** Opening Record extracts block **

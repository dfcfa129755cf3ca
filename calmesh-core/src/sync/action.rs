use std::fmt;

use serde::Serialize;

/// Which way changes flow in one half of a run.
#[derive(Debug, Clone, Copy, PartialEq, Eq, Hash, Serialize)]
pub enum Direction {
    SourceToTarget,
    TargetToSource,
}

impl fmt::Display for Direction {
    fn fmt(&self, f: &mut fmt::Formatter<'_>) -> fmt::Result {
        match self {
            Direction::SourceToTarget => write!(f, "source → target"),
            Direction::TargetToSource => write!(f, "target → source"),
        }
    }
}

#[derive(Debug, Clone, Copy, PartialEq, Eq, Serialize)]
pub enum ActionKind {
    Create,
    Update,
    Delete,
    /// An existing counterpart was adopted without writing anything.
    Link,
    /// Both sides changed since the last sync; nothing was written.
    Conflict,
}

impl fmt::Display for ActionKind {
    fn fmt(&self, f: &mut fmt::Formatter<'_>) -> fmt::Result {
        match self {
            ActionKind::Create => write!(f, "+"),
            ActionKind::Update => write!(f, "~"),
            ActionKind::Delete => write!(f, "-"),
            ActionKind::Link => write!(f, "="),
            ActionKind::Conflict => write!(f, "!"),
        }
    }
}

/// One outcome of reconciliation, in the order it happened.
#[derive(Debug, Clone, PartialEq, Eq, Serialize)]
pub struct SyncAction {
    pub direction: Direction,
    pub kind: ActionKind,
    pub title: String,
    /// Name of the backend that was (or would have been) written
    pub remote: String,
    /// Set when the write failed
    pub error: Option<String>,
}

impl SyncAction {
    pub fn new(direction: Direction, kind: ActionKind, title: &str, remote: &str) -> Self {
        SyncAction {
            direction,
            kind,
            title: title.to_string(),
            remote: remote.to_string(),
            error: None,
        }
    }

    pub fn failed(mut self, error: impl fmt::Display) -> Self {
        self.error = Some(error.to_string());
        self
    }

    pub fn is_failure(&self) -> bool {
        self.error.is_some()
    }
}

impl fmt::Display for SyncAction {
    fn fmt(&self, f: &mut fmt::Formatter<'_>) -> fmt::Result {
        let (title, remote) = (&self.title, &self.remote);
        if let Some(ref error) = self.error {
            let verb = match self.kind {
                ActionKind::Create => "create",
                ActionKind::Update => "update",
                ActionKind::Delete => "delete",
                ActionKind::Link | ActionKind::Conflict => "link",
            };
            return write!(f, "x Failed to {verb} \"{title}\" on {remote}: {error}");
        }
        match self.kind {
            ActionKind::Create => write!(f, "{} Created \"{title}\" on {remote}", self.kind),
            ActionKind::Update => write!(f, "{} Updated \"{title}\" on {remote}", self.kind),
            ActionKind::Delete => write!(f, "{} Deleted \"{title}\" from {remote}", self.kind),
            ActionKind::Link => write!(f, "{} Linked \"{title}\" to existing event on {remote}", self.kind),
            ActionKind::Conflict => write!(
                f,
                "{} Skipped \"{title}\": changed on both sides since last sync",
                self.kind
            ),
        }
    }
}

/// Per-direction tallies.
#[derive(Debug, Clone, Copy, Default, PartialEq, Eq, Serialize)]
pub struct DirectionCounts {
    pub created: usize,
    pub updated: usize,
    pub deleted: usize,
    pub linked: usize,
    pub conflicts: usize,
    pub failed: usize,
}

impl DirectionCounts {
    fn record(&mut self, action: &SyncAction) {
        if action.is_failure() {
            self.failed += 1;
            return;
        }
        match action.kind {
            ActionKind::Create => self.created += 1,
            ActionKind::Update => self.updated += 1,
            ActionKind::Delete => self.deleted += 1,
            ActionKind::Link => self.linked += 1,
            ActionKind::Conflict => self.conflicts += 1,
        }
    }

    /// Successful network writes.
    pub fn writes(&self) -> usize {
        self.created + self.updated + self.deleted
    }

    fn add(&mut self, other: &DirectionCounts) {
        self.created += other.created;
        self.updated += other.updated;
        self.deleted += other.deleted;
        self.linked += other.linked;
        self.conflicts += other.conflicts;
        self.failed += other.failed;
    }
}

impl fmt::Display for DirectionCounts {
    fn fmt(&self, f: &mut fmt::Formatter<'_>) -> fmt::Result {
        write!(
            f,
            "{} created, {} updated, {} deleted, {} linked, {} conflicts, {} failed",
            self.created, self.updated, self.deleted, self.linked, self.conflicts, self.failed
        )
    }
}

#[derive(Debug, Clone, Default, PartialEq, Eq, Serialize)]
pub struct ReconcileReport {
    pub source_to_target: DirectionCounts,
    pub target_to_source: DirectionCounts,
    pub actions: Vec<SyncAction>,
}

impl ReconcileReport {
    pub fn record(&mut self, action: SyncAction) {
        match action.direction {
            Direction::SourceToTarget => self.source_to_target.record(&action),
            Direction::TargetToSource => self.target_to_source.record(&action),
        }
        self.actions.push(action);
    }

    pub fn merge(&mut self, other: ReconcileReport) {
        self.source_to_target.add(&other.source_to_target);
        self.target_to_source.add(&other.target_to_source);
        self.actions.extend(other.actions);
    }

    pub fn totals(&self) -> DirectionCounts {
        let mut totals = self.source_to_target;
        totals.add(&self.target_to_source);
        totals
    }

    pub fn is_empty(&self) -> bool {
        self.actions.is_empty()
    }

    /// Action lines for the sync log.
    pub fn lines(&self) -> Vec<String> {
        self.actions.iter().map(ToString::to_string).collect()
    }
}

** Closing Record extracts block **

## [Work to complete]
Retype exactly the lines from the start of the entries through the one with "let (title, remote)"; include both ends.

## [Solution to the exercise]
repository dfcfa129755cf3ca
filename calmesh-core/src/sync/action.rs
use std::fmt;

use serde::Serialize;

/// Which way changes flow in one half of a run.
#[derive(Debug, Clone, Copy, PartialEq, Eq, Hash, Serialize)]
pub enum Direction {
    SourceToTarget,
    TargetToSource,
}

impl fmt::Display for Direction {
    fn fmt(&self, f: &mut fmt::Formatter<'_>) -> fmt::Result {
        match self {
            Direction::SourceToTarget => write!(f, "source → target"),
            Direction::TargetToSource => write!(f, "target → source"),
        }
    }
}

#[derive(Debug, Clone, Copy, PartialEq, Eq, Serialize)]
pub enum ActionKind {
    Create,
    Update,
    Delete,
    /// An existing counterpart was adopted without writing anything.
    Link,
    /// Both sides changed since the last sync; nothing was written.
    Conflict,
}

impl fmt::Display for ActionKind {
    fn fmt(&self, f: &mut fmt::Formatter<'_>) -> fmt::Result {
        match self {
            ActionKind::Create => write!(f, "+"),
            ActionKind::Update => write!(f, "~"),
            ActionKind::Delete => write!(f, "-"),
            ActionKind::Link => write!(f, "="),
            ActionKind::Conflict => write!(f, "!"),
        }
    }
}

/// One outcome of reconciliation, in the order it happened.
#[derive(Debug, Clone, PartialEq, Eq, Serialize)]
pub struct SyncAction {
    pub direction: Direction,
    pub kind: ActionKind,
    pub title: String,
    /// Name of the backend that was (or would have been) written
    pub remote: String,
    /// Set when the write failed
    pub error: Option<String>,
}

impl SyncAction {
    pub fn new(direction: Direction, kind: ActionKind, title: &str, remote: &str) -> Self {
        SyncAction {
            direction,
            kind,
            title: title.to_string(),
            remote: remote.to_string(),
            error: None,
        }
    }

    pub fn failed(mut self, error: impl fmt::Display) -> Self {
        self.error = Some(error.to_string());
        self
    }

    pub fn is_failure(&self) -> bool {
        self.error.is_some()
    }
}

impl fmt::Display for SyncAction {
    fn fmt(&self, f: &mut fmt::Formatter<'_>) -> fmt::Result {
        let (title, remote) = (&self.title, &self.remote);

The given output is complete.